Problem details: Print word for word the first line of the records below and every following line through the one containing "pub mod recovery;"; print nothing else.

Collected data
★ ★ ★ ★ ★

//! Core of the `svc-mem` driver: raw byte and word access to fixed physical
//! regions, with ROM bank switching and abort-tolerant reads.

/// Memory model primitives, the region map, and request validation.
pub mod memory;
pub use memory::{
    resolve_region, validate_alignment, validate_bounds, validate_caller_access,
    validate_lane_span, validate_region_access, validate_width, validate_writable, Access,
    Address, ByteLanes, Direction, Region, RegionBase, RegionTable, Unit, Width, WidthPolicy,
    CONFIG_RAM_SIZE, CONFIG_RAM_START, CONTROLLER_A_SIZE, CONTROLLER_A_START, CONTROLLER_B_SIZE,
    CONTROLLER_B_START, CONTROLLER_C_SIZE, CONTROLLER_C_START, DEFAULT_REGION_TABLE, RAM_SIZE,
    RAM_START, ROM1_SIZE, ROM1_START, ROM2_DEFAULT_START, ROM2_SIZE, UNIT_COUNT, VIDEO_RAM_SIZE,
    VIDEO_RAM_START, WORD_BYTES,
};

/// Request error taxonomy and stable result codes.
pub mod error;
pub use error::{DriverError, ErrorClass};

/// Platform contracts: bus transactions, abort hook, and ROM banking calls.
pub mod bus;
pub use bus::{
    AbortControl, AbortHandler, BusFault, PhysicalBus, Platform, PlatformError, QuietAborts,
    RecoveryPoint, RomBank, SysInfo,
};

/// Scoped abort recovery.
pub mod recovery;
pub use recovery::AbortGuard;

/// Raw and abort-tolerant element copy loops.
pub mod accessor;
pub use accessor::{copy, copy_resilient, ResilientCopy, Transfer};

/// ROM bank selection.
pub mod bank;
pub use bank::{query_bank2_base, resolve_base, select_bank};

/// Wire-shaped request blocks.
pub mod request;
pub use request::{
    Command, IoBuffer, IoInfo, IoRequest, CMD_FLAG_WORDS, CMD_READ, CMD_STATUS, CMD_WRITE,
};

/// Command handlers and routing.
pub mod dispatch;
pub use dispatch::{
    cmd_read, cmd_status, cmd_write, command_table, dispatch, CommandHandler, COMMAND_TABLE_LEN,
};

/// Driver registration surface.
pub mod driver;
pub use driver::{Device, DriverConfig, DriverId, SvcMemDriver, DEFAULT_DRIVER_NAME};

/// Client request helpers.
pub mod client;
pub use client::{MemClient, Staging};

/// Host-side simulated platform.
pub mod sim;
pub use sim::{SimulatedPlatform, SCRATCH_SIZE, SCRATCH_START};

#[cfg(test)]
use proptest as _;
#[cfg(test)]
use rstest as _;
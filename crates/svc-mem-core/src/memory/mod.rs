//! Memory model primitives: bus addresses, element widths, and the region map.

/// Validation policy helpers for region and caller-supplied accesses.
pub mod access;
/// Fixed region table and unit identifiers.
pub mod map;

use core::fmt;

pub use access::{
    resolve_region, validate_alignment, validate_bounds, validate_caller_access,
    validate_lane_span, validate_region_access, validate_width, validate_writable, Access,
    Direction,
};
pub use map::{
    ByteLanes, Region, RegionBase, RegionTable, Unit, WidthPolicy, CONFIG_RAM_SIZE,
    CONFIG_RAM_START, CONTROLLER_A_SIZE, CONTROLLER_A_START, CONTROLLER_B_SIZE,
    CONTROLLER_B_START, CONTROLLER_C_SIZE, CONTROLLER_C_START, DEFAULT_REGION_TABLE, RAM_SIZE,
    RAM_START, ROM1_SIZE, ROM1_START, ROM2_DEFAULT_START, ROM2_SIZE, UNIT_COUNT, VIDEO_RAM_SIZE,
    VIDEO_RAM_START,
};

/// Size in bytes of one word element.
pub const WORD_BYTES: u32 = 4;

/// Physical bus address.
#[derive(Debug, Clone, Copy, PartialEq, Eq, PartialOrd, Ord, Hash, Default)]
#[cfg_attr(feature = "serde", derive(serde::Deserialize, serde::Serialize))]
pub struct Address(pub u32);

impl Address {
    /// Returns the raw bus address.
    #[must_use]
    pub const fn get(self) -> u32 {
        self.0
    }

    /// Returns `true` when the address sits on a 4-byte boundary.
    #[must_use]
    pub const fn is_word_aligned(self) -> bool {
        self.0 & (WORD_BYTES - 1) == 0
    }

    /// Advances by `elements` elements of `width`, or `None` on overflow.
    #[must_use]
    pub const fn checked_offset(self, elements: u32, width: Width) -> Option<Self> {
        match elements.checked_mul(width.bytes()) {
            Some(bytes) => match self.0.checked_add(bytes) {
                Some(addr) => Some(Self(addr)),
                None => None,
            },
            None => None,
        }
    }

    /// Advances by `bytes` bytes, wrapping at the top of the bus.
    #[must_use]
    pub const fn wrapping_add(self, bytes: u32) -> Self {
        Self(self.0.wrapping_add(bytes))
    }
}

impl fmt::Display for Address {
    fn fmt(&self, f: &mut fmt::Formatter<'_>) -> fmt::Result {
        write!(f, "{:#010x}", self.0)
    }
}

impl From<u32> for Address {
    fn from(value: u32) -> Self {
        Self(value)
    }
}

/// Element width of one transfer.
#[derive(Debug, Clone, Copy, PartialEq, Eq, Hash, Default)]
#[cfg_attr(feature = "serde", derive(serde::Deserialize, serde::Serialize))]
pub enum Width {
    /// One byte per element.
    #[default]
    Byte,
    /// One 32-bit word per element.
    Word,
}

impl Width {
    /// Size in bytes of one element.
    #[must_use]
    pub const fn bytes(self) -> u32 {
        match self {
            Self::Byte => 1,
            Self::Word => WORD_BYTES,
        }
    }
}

★ ★ ★ ★ ★

Your response:
//! Core of the `svc-mem` driver: raw byte and word access to fixed physical
//! regions, with ROM bank switching and abort-tolerant reads.

/// Memory model primitives, the region map, and request validation.
pub mod memory;
pub use memory::{
    resolve_region, validate_alignment, validate_bounds, validate_caller_access,
    validate_lane_span, validate_region_access, validate_width, validate_writable, Access,
    Address, ByteLanes, Direction, Region, RegionBase, RegionTable, Unit, Width, WidthPolicy,
    CONFIG_RAM_SIZE, CONFIG_RAM_START, CONTROLLER_A_SIZE, CONTROLLER_A_START, CONTROLLER_B_SIZE,
    CONTROLLER_B_START, CONTROLLER_C_SIZE, CONTROLLER_C_START, DEFAULT_REGION_TABLE, RAM_SIZE,
    RAM_START, ROM1_SIZE, ROM1_START, ROM2_DEFAULT_START, ROM2_SIZE, UNIT_COUNT, VIDEO_RAM_SIZE,
    VIDEO_RAM_START, WORD_BYTES,
};

/// Request error taxonomy and stable result codes.
pub mod error;
pub use error::{DriverError, ErrorClass};

/// Platform contracts: bus transactions, abort hook, and ROM banking calls.
pub mod bus;
pub use bus::{
    AbortControl, AbortHandler, BusFault, PhysicalBus, Platform, PlatformError, QuietAborts,
    RecoveryPoint, RomBank, SysInfo,
};

/// Scoped abort recovery.
pub mod recovery;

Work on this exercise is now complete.